## Task objective
Repeat the lines of the data that follow, please, starting at the first and stopping after the one with "exporter; decodes for".

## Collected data

────────────────────────────────────────

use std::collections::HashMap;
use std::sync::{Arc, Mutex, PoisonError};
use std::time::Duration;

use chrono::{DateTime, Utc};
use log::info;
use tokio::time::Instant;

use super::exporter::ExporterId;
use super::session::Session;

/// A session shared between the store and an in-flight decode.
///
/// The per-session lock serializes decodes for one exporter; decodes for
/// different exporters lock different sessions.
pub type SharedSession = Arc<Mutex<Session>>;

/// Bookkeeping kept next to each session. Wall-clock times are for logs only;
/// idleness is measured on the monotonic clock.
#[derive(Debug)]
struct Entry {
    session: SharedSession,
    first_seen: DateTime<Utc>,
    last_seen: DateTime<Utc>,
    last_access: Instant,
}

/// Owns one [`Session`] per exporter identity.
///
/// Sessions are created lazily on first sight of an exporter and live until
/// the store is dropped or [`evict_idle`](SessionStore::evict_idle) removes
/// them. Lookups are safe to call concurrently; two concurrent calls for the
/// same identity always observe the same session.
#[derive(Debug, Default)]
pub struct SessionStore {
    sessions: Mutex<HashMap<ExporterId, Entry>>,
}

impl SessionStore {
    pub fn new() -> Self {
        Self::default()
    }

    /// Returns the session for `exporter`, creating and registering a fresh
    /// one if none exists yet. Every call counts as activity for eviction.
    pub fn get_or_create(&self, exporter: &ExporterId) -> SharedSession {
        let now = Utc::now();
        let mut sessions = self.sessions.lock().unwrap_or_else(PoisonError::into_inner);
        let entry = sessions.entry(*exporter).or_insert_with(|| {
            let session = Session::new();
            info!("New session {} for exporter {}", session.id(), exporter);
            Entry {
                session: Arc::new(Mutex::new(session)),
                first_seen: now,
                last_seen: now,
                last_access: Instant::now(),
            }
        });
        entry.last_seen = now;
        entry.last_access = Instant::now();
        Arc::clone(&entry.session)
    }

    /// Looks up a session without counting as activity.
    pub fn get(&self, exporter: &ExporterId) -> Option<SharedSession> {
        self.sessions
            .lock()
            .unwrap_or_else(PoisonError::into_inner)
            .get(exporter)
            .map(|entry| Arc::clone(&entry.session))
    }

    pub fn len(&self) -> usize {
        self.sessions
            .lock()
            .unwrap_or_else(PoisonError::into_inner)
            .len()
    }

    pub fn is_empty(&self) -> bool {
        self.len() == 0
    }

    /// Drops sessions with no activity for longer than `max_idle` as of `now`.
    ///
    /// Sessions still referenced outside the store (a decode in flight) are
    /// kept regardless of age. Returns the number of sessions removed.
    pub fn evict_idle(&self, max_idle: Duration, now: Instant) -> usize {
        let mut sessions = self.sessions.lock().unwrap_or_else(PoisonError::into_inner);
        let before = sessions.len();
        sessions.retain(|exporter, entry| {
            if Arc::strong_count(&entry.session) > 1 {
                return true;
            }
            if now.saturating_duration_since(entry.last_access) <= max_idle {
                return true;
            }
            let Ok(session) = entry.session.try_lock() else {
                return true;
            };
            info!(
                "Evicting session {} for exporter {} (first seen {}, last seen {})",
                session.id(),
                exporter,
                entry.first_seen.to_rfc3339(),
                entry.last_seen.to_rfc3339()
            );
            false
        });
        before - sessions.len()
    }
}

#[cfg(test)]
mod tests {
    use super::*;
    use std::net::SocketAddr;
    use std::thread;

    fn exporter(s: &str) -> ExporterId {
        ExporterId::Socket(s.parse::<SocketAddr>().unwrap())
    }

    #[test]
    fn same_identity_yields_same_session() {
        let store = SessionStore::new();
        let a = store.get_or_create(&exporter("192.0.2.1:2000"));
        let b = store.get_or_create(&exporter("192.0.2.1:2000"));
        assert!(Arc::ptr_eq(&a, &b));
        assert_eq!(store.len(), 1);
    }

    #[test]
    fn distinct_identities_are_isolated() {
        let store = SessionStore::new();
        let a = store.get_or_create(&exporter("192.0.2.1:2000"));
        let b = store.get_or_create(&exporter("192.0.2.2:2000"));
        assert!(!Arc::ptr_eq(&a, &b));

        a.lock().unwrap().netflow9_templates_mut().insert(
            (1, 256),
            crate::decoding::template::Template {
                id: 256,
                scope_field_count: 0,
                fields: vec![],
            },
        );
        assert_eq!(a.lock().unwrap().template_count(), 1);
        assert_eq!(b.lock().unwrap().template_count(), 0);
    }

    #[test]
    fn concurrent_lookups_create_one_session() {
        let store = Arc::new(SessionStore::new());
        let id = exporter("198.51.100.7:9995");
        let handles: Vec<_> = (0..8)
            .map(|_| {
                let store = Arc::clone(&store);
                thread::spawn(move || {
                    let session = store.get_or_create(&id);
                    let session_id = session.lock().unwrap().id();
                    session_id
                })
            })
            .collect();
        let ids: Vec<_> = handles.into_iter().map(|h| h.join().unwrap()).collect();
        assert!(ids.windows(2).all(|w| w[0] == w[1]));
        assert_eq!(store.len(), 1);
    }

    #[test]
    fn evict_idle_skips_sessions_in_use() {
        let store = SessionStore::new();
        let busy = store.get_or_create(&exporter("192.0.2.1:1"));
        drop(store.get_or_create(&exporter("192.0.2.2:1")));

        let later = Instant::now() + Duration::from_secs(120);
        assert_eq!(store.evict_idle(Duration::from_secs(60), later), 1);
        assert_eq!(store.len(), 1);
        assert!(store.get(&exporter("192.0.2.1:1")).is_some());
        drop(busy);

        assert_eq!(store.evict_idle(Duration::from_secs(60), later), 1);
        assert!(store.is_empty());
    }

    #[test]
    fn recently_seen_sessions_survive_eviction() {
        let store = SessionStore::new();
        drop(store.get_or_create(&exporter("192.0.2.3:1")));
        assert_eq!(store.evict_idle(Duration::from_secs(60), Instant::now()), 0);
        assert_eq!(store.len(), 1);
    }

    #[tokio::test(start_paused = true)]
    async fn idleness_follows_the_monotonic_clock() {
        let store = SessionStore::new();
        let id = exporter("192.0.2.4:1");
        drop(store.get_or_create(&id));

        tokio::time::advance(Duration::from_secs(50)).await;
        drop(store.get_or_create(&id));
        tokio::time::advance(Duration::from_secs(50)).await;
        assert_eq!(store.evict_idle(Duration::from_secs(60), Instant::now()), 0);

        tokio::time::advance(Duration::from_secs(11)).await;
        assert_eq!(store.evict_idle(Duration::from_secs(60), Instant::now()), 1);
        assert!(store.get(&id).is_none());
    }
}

────────────────────────────────────────

## Task response
use std::collections::HashMap;
use std::sync::{Arc, Mutex, PoisonError};
use std::time::Duration;

use chrono::{DateTime, Utc};
use log::info;
use tokio::time::Instant;

use super::exporter::ExporterId;
use super::session::Session;

/// A session shared between the store and an in-flight decode.
///
/// The per-session lock serializes decodes for one exporter; decodes for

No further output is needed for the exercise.